Rupert was a great-great-great-grandson of King William IV, twice illegitimate! Rupert received a knighthood in 1967 for services to literature, so June and he became formally Sir Rupert and Lady June Hart-Davis.

(Rupert has a Wikipedia page where you can read more about him, as well as leaving multiple volumes of autobiography and letters behind. Once in the school library in sixth form, the librarian said I didn't know that your grandfather was married to [Dame] Peggy Ashcroft! to which I responded Nor did I!, and she showed me in Who's Who...)

After Rupert died, as I recall, June moved first to a house in Marske, then a townhouse in Darlington, then a retirement home in Richmond, where I visited her once.

Adam's Comments

Adam sent me the following photos and notes ():

June was not my mother. Dad and Comfort (Mum) separated and divorced around 1960. Dad went off to Yorkshire and married Ruth (Simon), who then died, and he married June (Clifford) around 1968. I think you must have met Mum when you were tiny, but we left for Canada in 1968, and she died before we came back.

I trawled through some old photo albums and came up with a few pictures.

Family shows Dad, Mum, Duff, Bridget, and me as a baby in 1943.

Hendaye Plage beach pics are 1956 - Dad, Mum, me, Bridget.

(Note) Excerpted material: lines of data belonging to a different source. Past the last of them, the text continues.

//! [`Evaluator`]: the homomorphic operations available on ciphertexts —
//! addition, subtraction, negation, plaintext and ciphertext multiplication,
//! and relinearization.

use crate::ciphertext::Ciphertext;
use crate::context::Context;
use crate::error::{Error, Result};
use crate::plaintext::Plaintext;
use crate::relin_keys::RelinKeys;
use fhe_math::{Modulus, Poly, RnsBase};
use std::rc::Rc;

/// Thin wrapper tying the free-standing operator overloads on [`Ciphertext`]
/// and [`Plaintext`] together with the operations that need more than two
/// operands worth of context: ciphertext-ciphertext multiplication (which
/// needs the auxiliary `Bsk` base) and relinearization (which needs the
/// relinearization keys).
pub struct Evaluator {
	ctx: Rc<Context>,
}

impl Evaluator {
	pub fn new(ctx: &Rc<Context>) -> Self {
		Self { ctx: ctx.clone() }
	}

	pub fn add(&self, a: &Ciphertext, b: &Ciphertext) -> Result<Ciphertext> {
		a + b
	}

	pub fn sub(&self, a: &Ciphertext, b: &Ciphertext) -> Result<Ciphertext> {
		a - b
	}

	pub fn negate(&self, a: &Ciphertext) -> Ciphertext {
		-a
	}

	/// Adds a plaintext into a ciphertext's constant term, scaling it by
	/// `delta` first.
	pub fn add_plain(&self, ct: &Ciphertext, pt: &Plaintext) -> Result<Ciphertext> {
		self.check_contexts(ct.context(), pt.context())?;
		let scaled = self.ctx.scale_plaintext(pt);
		let mut c = ct.components().to_vec();
		c[0] += &scaled;
		Ok(Ciphertext::new(&self.ctx, c))
	}

	/// Multiplies every component of `ct` by `pt`, lifted into `R_q` without
	/// `delta` scaling (plaintext-ciphertext multiplication needs no rescale:
	/// the output's implicit scale is still `delta`).
	pub fn multiply_plain(&self, ct: &Ciphertext, pt: &Plaintext) -> Result<Ciphertext> {
		self.check_contexts(ct.context(), pt.context())?;
		let lifted = self.ctx.lift_plaintext(pt);
		let c = ct.components().iter().map(|ci| ci * &lifted).collect();
		Ok(Ciphertext::new(&self.ctx, c))
	}

	/// Ciphertext-ciphertext multiplication: extends every component into the
	/// joint `q ∪ Bsk` base, convolves pairwise, scales by `t`, floors the
	/// division by `Q`, and converts back to `q`. Produces a ciphertext of
	/// size `a.size() + b.size() - 1`.
	pub fn multiply(&self, a: &Ciphertext, b: &Ciphertext) -> Result<Ciphertext> {
		self.check_contexts(a.context(), b.context())?;
		let rns_tool = self.ctx.rns_tool();
		let q_base = self.ctx.q_base();
		let bsk_base = rns_tool.bsk_base();
		let degree = self.ctx.degree();
		let t = self.ctx.plaintext_modulus();

		let mut joint_moduli = q_base.moduli_u64();
		joint_moduli.extend(bsk_base.moduli_u64());
		let joint_base = Rc::new(RnsBase::new(&joint_moduli).expect("q and Bsk moduli are pairwise coprime"));

		let extend = |ct: &Ciphertext| -> Vec<Poly> {
			ct.components()
				.iter()
				.map(|ci| {
					let mut rows = ci.rows();
					rows.extend(rns_tool.extend_to_bsk(&ci.rows()));
					Poly::from_rows(&joint_base, degree, &rows)
				})
				.collect()
		};
		let a_ext = extend(a);
		let b_ext = extend(b);

		let out_size = a_ext.len() + b_ext.len() - 1;
		let mut out = Vec::with_capacity(out_size);
		for k in 0..out_size {
			let mut acc = Poly::zero(&joint_base, degree);
			for i in 0..a_ext.len() {
				if k < i || k - i >= b_ext.len() {
					continue;
				}
				let j = k - i;
				acc += &(&a_ext[i] * &b_ext[j]);
			}
			out.push(acc);
		}

		let mut joint_moduli_objs = q_base.moduli().to_vec();
		joint_moduli_objs.extend(bsk_base.moduli().iter().copied());

		let mut c = Vec::with_capacity(out_size);
		for component in out {
			let mut rows = component.rows();
			for (row, m) in rows.iter_mut().zip(&joint_moduli_objs) {
				scale_row_in_place(row, t, m);
			}
			let floored = rns_tool.fast_floor(&rows);
			let q_rows = rns_tool.fastbconv_sk(&floored);
			c.push(Poly::from_rows(q_base, degree, &q_rows));
		}

		Ok(Ciphertext::new(&self.ctx, c))
	}

	/// Relinearizes a size-3 ciphertext (the output of one multiplication)
	/// back down to size 2, using `rk` to key-switch the degree-2 term.
	pub fn relinearize(&self, ct: &Ciphertext, rk: &RelinKeys) -> Result<Ciphertext> {
		self.check_contexts(ct.context(), rk.context())?;
		if ct.size() != 3 {
			if ct.size() > 3 {
				return Err(Error::UnsupportedSize(ct.size()));
			}
			return Err(Error::WrongCiphertextSize {
				actual: ct.size(),
				expected: "3".into(),
			});
		}
		let components = ct.components();
		let (switched0, switched1) = rk.switch(&components[2]);
		let c0 = &components[0] + &switched0;
		let c1 = &components[1] + &switched1;
		Ok(Ciphertext::new(&self.ctx, vec![c0, c1]))
	}

	fn check_contexts(&self, a: &Rc<Context>, b: &Rc<Context>) -> Result<()> {
		if a != &self.ctx || b != &self.ctx {
			return Err(Error::MismatchedContext);
		}
		Ok(())
	}
}

fn scale_row_in_place(row: &mut [u64], t: u64, m: &Modulus) {
	let scalar = m.reduce(t);
	m.scalar_mul_vec(row, scalar);
}

#[cfg(test)]
mod tests {
	use super::*;
	use crate::context::Context;
	use crate::key_generator::KeyGenerator;
	use crate::params::EncryptionParamsBuilder;
	use crate::traits::{Decryptor, Encryptor};
	use rand::{thread_rng, Rng, SeedableRng};
	use rand_chacha::ChaCha8Rng;

	fn ctx() -> Rc<Context> {
		Context::new(
			EncryptionParamsBuilder::default()
				.polynomial_degree(64)
				.plaintext_modulus(64)
				.ciphertext_moduli_sizes(vec![30, 30])
				.build()
				.unwrap(),
		)
		.unwrap()
	}

	fn rng() -> ChaCha8Rng {
		let mut seed = <ChaCha8Rng as SeedableRng>::Seed::default();
		thread_rng().fill(&mut seed);
		ChaCha8Rng::from_seed(seed)
	}

	#[test]
	fn multiply_then_relinearize_recovers_the_product() {
		let ctx = ctx();
		let mut r = rng();
		let gen = KeyGenerator::new(&ctx);
		let (sk, _pk) = gen.keygen(&mut r);
		let rk = gen.relin_keys(&sk, &mut r);
		let ev = Evaluator::new(&ctx);

		let pt_a = Plaintext::from_coefficients(&ctx, &[5]).unwrap();
		let pt_b = Plaintext::from_coefficients(&ctx, &[6]).unwrap();
		let ct_a = sk.encrypt(&pt_a, &mut r).unwrap();
		let ct_b = sk.encrypt(&pt_b, &mut r).unwrap();

		let product = ev.multiply(&ct_a, &ct_b).unwrap();
		assert_eq!(product.size(), 3);
		let relinearized = ev.relinearize(&product, &rk).unwrap();
		assert_eq!(relinearized.size(), 2);

		let decrypted = sk.decrypt(&relinearized).unwrap();
		assert_eq!(decrypted.values()[0], 30);
	}

	#[test]
	fn relinearize_rejects_a_fresh_size_two_ciphertext() {
		let ctx = ctx();
		let mut r = rng();
		let gen = KeyGenerator::new(&ctx);
		let (sk, _pk) = gen.keygen(&mut r);
		let rk = gen.relin_keys(&sk, &mut r);
		let ev = Evaluator::new(&ctx);

		let pt = Plaintext::from_coefficients(&ctx, &[5]).unwrap();
		let ct = sk.encrypt(&pt, &mut r).unwrap();
		assert_eq!(ct.size(), 2);

		match ev.relinearize(&ct, &rk) {
			Err(Error::WrongCiphertextSize { actual, .. }) => assert_eq!(actual, 2),
			other => panic!("expected WrongCiphertextSize, got {other:?}"),
		}
	}

	#[test]
	fn relinearize_rejects_a_size_four_ciphertext() {
		let ctx = ctx();
		let mut r = rng();
		let gen = KeyGenerator::new(&ctx);
		let (sk, _pk) = gen.keygen(&mut r);
		let rk = gen.relin_keys(&sk, &mut r);
		let ev = Evaluator::new(&ctx);

		let pt_a = Plaintext::from_coefficients(&ctx, &[5]).unwrap();
		let pt_b = Plaintext::from_coefficients(&ctx, &[6]).unwrap();
		let ct_a = sk.encrypt(&pt_a, &mut r).unwrap();
		let ct_b = sk.encrypt(&pt_b, &mut r).unwrap();
		let product = ev.multiply(&ct_a, &ct_b).unwrap();
		assert_eq!(product.size(), 3);
		let padded = ev.multiply(&product, &ct_a).unwrap();
		assert_eq!(padded.size(), 4);

		match ev.relinearize(&padded, &rk) {
			Err(Error::UnsupportedSize(4)) => {}
			other => panic!("expected UnsupportedSize(4), got {other:?}"),
		}
	}

	#[test]
	fn multiply_plain_scales_the_plaintext_into_the_ciphertext() {
		let ctx = ctx();
		let mut r = rng();
		let gen = KeyGenerator::new(&ctx);
		let (sk, _pk) = gen.keygen(&mut r);
		let ev = Evaluator::new(&ctx);

		let pt_a = Plaintext::from_coefficients(&ctx, &[5]).unwrap();
		let pt_b = Plaintext::from_coefficients(&ctx, &[6]).unwrap();
		let ct_a = sk.encrypt(&pt_a, &mut r).unwrap();

		let product = ev.multiply_plain(&ct_a, &pt_b).unwrap();
		let decrypted = sk.decrypt(&product).unwrap();
		assert_eq!(decrypted.values()[0], 30);
	}
}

The pics labelled Mum are 1962, with Duff, Phylla, and Bridget; and Mum with her Fez, which I brought back from Fez.
Finally Dad with you in 1967.

([Photo credits] The one of you with Dad is mine. The ones on the beach were taken by whoever is not in the picture, Dad or Bridget or me. Duff was away in national service. The one of me as a baby was probably taken by Diana Gamble. The one of Mum, Duff, Phylla, and Bridget may have been taken by Phylla’s sister Olivia. I was in India at the time.)